Cooperation vs. Competition: Gender Differences in Communication

tough boy, smiling girlIn my fiction, I like to explore the conflicts that occur when well-meaning people communicate at cross-purposes. People with different personality preferences have different goals in mind when they speak. Gender differences increase the opportunity for misunderstanding.

This potential source of conflict may be problematic for society as a whole, but it’s great for fiction writers. How can you use differences in communication styles to increase tension in your fiction?

How Men Communicate

According to marriage counselor Lesli Doares, male communication focuses on problem-solving, jockeying for position, and creating boundaries to establish independence. Testosterone makes men sensitive to angry faces. Anger gives men energy: it increases competition and calls them to action. But this sensitivity to anger also teaches men to resist showing emotion. They tend to avoid eye contact, because it can be seen as threatening. As a result, they may misinterpret signs of distress—such as frustration, confusion, or worry—as anger. Moreover, men’s ability to empathize with others is diminished when they’re agitated. Under stress, they often pull away.

How Women Communicate

Women, by contrast, communicate to make connections, build consensus, and minimize differences. Oxytocin leads them to focus on bonding activities. They chat to look for common ground and to establish a sense of community. Women are good at reading subtle emotions. They find competition and conflict to be threatening. They tend to soften directive statements by phrasing them in the form of a question—”Can you take out the trash?”—even though they expect compliance. Under stress, their ability to empathize deepens.

Inherent Conflict

It’s easy to see how, in early human society, these differences in communication styles served the species well. While the women were at the campsite gathering food and caring for the children, men were out hunting game and protecting the tribe against threats. Yet in romantic relationships—or any other relationships between men and women—these diametrically opposed communication styles can create endless frustration, misunderstanding, and even distrust. When a woman chats to create camaraderie, the man goes into problem solving mode. She takes this to mean that the man thinks she’s incapable of solving her own problems. Instead of feeling supported, she feels belittled. The man misinterprets her hurt feelings as anger. He doesn’t understand why she’s angry when he was just offering the helpful advice that he thought she wanted.

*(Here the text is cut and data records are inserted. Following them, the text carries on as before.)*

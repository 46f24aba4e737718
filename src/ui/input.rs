//! Input collection for a chosen task

use crate::ui::prompt::{PromptOutcome, Prompter};

/// Marker that turns a prompt into a yes/no confirmation
pub const CONFIRM_MARKER: &str = "y/N";

/// How a declared prompt is asked
#[derive(Debug, Clone, Copy, PartialEq, Eq)]
pub enum InputMode {
    Confirm,
    FreeText,
}

impl InputMode {
    pub fn for_prompt(prompt: &str) -> Self {
        if prompt.contains(CONFIRM_MARKER) {
            InputMode::Confirm
        } else {
            InputMode::FreeText
        }
    }
}

/// Collect the value passed to a task.
///
/// No prompt yields an empty string without asking anything. Confirmations
/// default to "no" and produce `"y"` or `"n"`.
pub fn collect_input(prompt: Option<&str>, prompter: &mut dyn Prompter) -> PromptOutcome<String> {
    let prompt = match prompt {
        Some(p) => p,
        None => return PromptOutcome::Value(String::new()),
    };

    match InputMode::for_prompt(prompt) {
        InputMode::Confirm => prompter
            .confirm(prompt, false)
            .map(|yes| if yes { "y" } else { "n" }.to_string()),
        InputMode::FreeText => prompter.text(prompt),
    }
}
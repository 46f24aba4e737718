//! Taskfile loading

use crate::config::types::{Taskfile, TaskfileDocument};
use crate::error::{ConfigError, ConfigResult};
use std::fs;
use std::path::Path;

/// Load and parse a Taskfile from a path
pub fn load_taskfile(path: &Path) -> ConfigResult<Taskfile> {
    if !path.is_file() {
        return Err(ConfigError::NotFound(path.to_path_buf()));
    }

    let contents = fs::read_to_string(path).map_err(|error| ConfigError::Read {
        path: path.to_path_buf(),
        error,
    })?;

    parse_taskfile(&contents, path)
}

/// Parse Taskfile contents; `path` is recorded on the result and in errors
pub fn parse_taskfile(yaml: &str, path: &Path) -> ConfigResult<Taskfile> {
    let document: TaskfileDocument =
        serde_yaml::from_str(yaml).map_err(|error| ConfigError::Parse {
            path: path.to_path_buf(),
            error,
        })?;

    Ok(Taskfile::new(path.to_path_buf(), document.tasks))
}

Note that the male communication style contains similarities to that of Thinking types, while the female communication style contains similarities to that of Feeling types. But personality preferences are just that—preferences. They don’t necessarily reflect ability. Under stress, women who prefer Thinking may be better able to empathize with others than men who prefer Feeling.

In your own fiction, use these gender differences in conjunction with personality preferences to enrich the character development and deepen the conflict.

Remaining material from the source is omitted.